Material shown below:
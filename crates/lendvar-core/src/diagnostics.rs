//! Data-quality diagnostics.
//!
//! Some input problems degrade a run without invalidating it: a market
//! parameter defaulted to zero, a scenario price replaced by a position's
//! recorded price, a correlation matrix nudged to positive-definiteness.
//! These are never errors. Each one is recorded as a [`DataQualityIssue`]
//! and emitted as a `warn` event at the moment it is recorded, so a run
//! never substitutes a value without leaving a trace.

use std::fmt;

use serde::{Deserialize, Serialize};

use crate::types::AssetSymbol;

/// A recoverable data-quality problem encountered during a run.
#[derive(Debug, Clone, PartialEq, Serialize, Deserialize)]
#[serde(tag = "kind", rename_all = "snake_case")]
pub enum DataQualityIssue {
    /// The asset has no spot price; it was simulated from a price of zero.
    MissingSpotPrice {
        /// Affected asset.
        symbol: AssetSymbol,
    },

    /// The asset has no volatility; it was simulated as deterministic.
    MissingVolatility {
        /// Affected asset.
        symbol: AssetSymbol,
    },

    /// A market entry names an asset outside the correlation ordering.
    UnusedMarketEntry {
        /// Ignored asset.
        symbol: AssetSymbol,
    },

    /// The correlation matrix was not positive-definite and was regularized.
    CorrelationRegularized {
        /// Value added to every diagonal entry.
        jitter: f64,
    },

    /// Positions in this asset were revalued at their recorded price because
    /// the scenario carries no price for it.
    ScenarioPriceFallback {
        /// Asset missing from the scenario.
        symbol: AssetSymbol,
        /// Number of positions that used their recorded price.
        positions: usize,
    },
}

impl DataQualityIssue {
    /// Short machine-readable label for the issue kind.
    pub fn kind(&self) -> &'static str {
        match self {
            Self::MissingSpotPrice { .. } => "missing_spot_price",
            Self::MissingVolatility { .. } => "missing_volatility",
            Self::UnusedMarketEntry { .. } => "unused_market_entry",
            Self::CorrelationRegularized { .. } => "correlation_regularized",
            Self::ScenarioPriceFallback { .. } => "scenario_price_fallback",
        }
    }
}

impl fmt::Display for DataQualityIssue {
    fn fmt(&self, f: &mut fmt::Formatter<'_>) -> fmt::Result {
        match self {
            Self::MissingSpotPrice { symbol } => {
                write!(f, "{symbol}: no spot price, defaulted to 0")
            }
            Self::MissingVolatility { symbol } => {
                write!(f, "{symbol}: no volatility, defaulted to 0")
            }
            Self::UnusedMarketEntry { symbol } => {
                write!(f, "{symbol}: not in the correlation ordering, ignored")
            }
            Self::CorrelationRegularized { jitter } => {
                write!(
                    f,
                    "correlation matrix not positive-definite, added {jitter:e} to the diagonal"
                )
            }
            Self::ScenarioPriceFallback { symbol, positions } => {
                write!(
                    f,
                    "{symbol}: absent from scenarios, {positions} position(s) valued at recorded price"
                )
            }
        }
    }
}

/// Ordered collection of the data-quality issues seen during a run.
#[derive(Debug, Clone, Default, PartialEq, Serialize, Deserialize)]
#[serde(transparent)]
pub struct Diagnostics {
    issues: Vec<DataQualityIssue>,
}

impl Diagnostics {
    /// Creates an empty collection.
    #[must_use]
    pub fn new() -> Self {
        Self::default()
    }

    /// Records an issue and emits it as a `warn` event.
    pub fn record(&mut self, issue: DataQualityIssue) {
        tracing::warn!(kind = issue.kind(), "{}", issue);
        self.issues.push(issue);
    }

    /// Appends every issue of `other` without logging them again.
    pub fn extend(&mut self, other: Diagnostics) {
        self.issues.extend(other.issues);
    }

    /// Iterates over the recorded issues in recording order.
    pub fn iter(&self) -> impl Iterator<Item = &DataQualityIssue> {
        self.issues.iter()
    }

    /// Number of recorded issues.
    pub fn len(&self) -> usize {
        self.issues.len()
    }

    /// Returns true if nothing was recorded.
    pub fn is_empty(&self) -> bool {
        self.issues.is_empty()
    }

    /// Returns true if an issue of the given kind was recorded.
    pub fn contains_kind(&self, kind: &str) -> bool {
        self.issues.iter().any(|issue| issue.kind() == kind)
    }
}

impl<'a> IntoIterator for &'a Diagnostics {
    type Item = &'a DataQualityIssue;
    type IntoIter = std::slice::Iter<'a, DataQualityIssue>;

    fn into_iter(self) -> Self::IntoIter {
        self.issues.iter()
    }
}
//! Snapshot command implementation.
//!
//! Reports protocol bad debt at current prices, attributed to debt assets.

use std::collections::BTreeMap;
use std::path::PathBuf;

use anyhow::Result;
use clap::Args;
use tabled::Tabled;

use lendvar_portfolio::{current_bad_debt, Portfolio, RevaluationConfig};

use crate::cli::OutputFormat;
use crate::io::{read_market, read_positions};
use crate::output::{
    format_percent, format_usd, print_diagnostics, print_header, print_json, print_table, KeyValue,
};

/// Arguments for the snapshot command.
#[derive(Args, Debug)]
pub struct SnapshotArgs {
    /// Positions CSV (user_id,symbol,collateral_amount,debt_amount,is_collateral,price)
    #[arg(short, long)]
    pub positions: PathBuf,

    /// Market parameters JSON; its latest prices replace the recorded ones
    #[arg(short, long)]
    pub market: Option<PathBuf>,
}

#[derive(Tabled)]
struct SymbolRow {
    #[tabled(rename = "Debt Asset")]
    symbol: String,
    #[tabled(rename = "Bad Debt")]
    bad_debt: String,
    #[tabled(rename = "Share")]
    share: String,
    #[tabled(rename = "Accounts")]
    accounts: usize,
}

/// Execute the snapshot command.
pub fn execute(args: SnapshotArgs, format: OutputFormat) -> Result<()> {
    let portfolio = Portfolio::from_records(read_positions(&args.positions)?)?;
    let prices = match &args.market {
        Some(path) => read_market(path)?.latest_prices,
        None => BTreeMap::new(),
    };

    let snapshot = current_bad_debt(&portfolio, &prices, &RevaluationConfig::new());

    match format {
        OutputFormat::Json => print_json(&snapshot)?,
        OutputFormat::Table => {
            let results = vec![
                KeyValue::new("Accounts", snapshot.accounts.to_string()),
                KeyValue::new("Active Accounts", snapshot.active_accounts.to_string()),
                KeyValue::new("Insolvent Accounts", snapshot.insolvent_accounts.to_string()),
                KeyValue::from_usd("Total Collateral", snapshot.total_collateral_value),
                KeyValue::from_usd("Total Debt", snapshot.total_debt_value),
                KeyValue::from_usd("Total Bad Debt", snapshot.total_bad_debt),
            ];
            print_header("Current Bad Debt");
            print_table(&results);

            if !snapshot.by_symbol.is_empty() {
                let rows: Vec<SymbolRow> = snapshot
                    .by_symbol
                    .iter()
                    .map(|(symbol, entry)| SymbolRow {
                        symbol: symbol.to_string(),
                        bad_debt: format_usd(entry.bad_debt),
                        share: format_percent(entry.bad_debt / snapshot.total_bad_debt, 2),
                        accounts: entry.accounts,
                    })
                    .collect();
                print_header("Bad Debt by Asset");
                print_table(&rows);
            }
            print_diagnostics(&snapshot.diagnostics);
        }
    }

    Ok(())
}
End of Material shown.
Brief = Among the records above, which lines hold the word "Debug"? Copy each one.

Task result =
#[derive(Debug, Clone, PartialEq, Serialize, Deserialize)]
#[derive(Debug, Clone, Default, PartialEq, Serialize, Deserialize)]
#[derive(Args, Debug)]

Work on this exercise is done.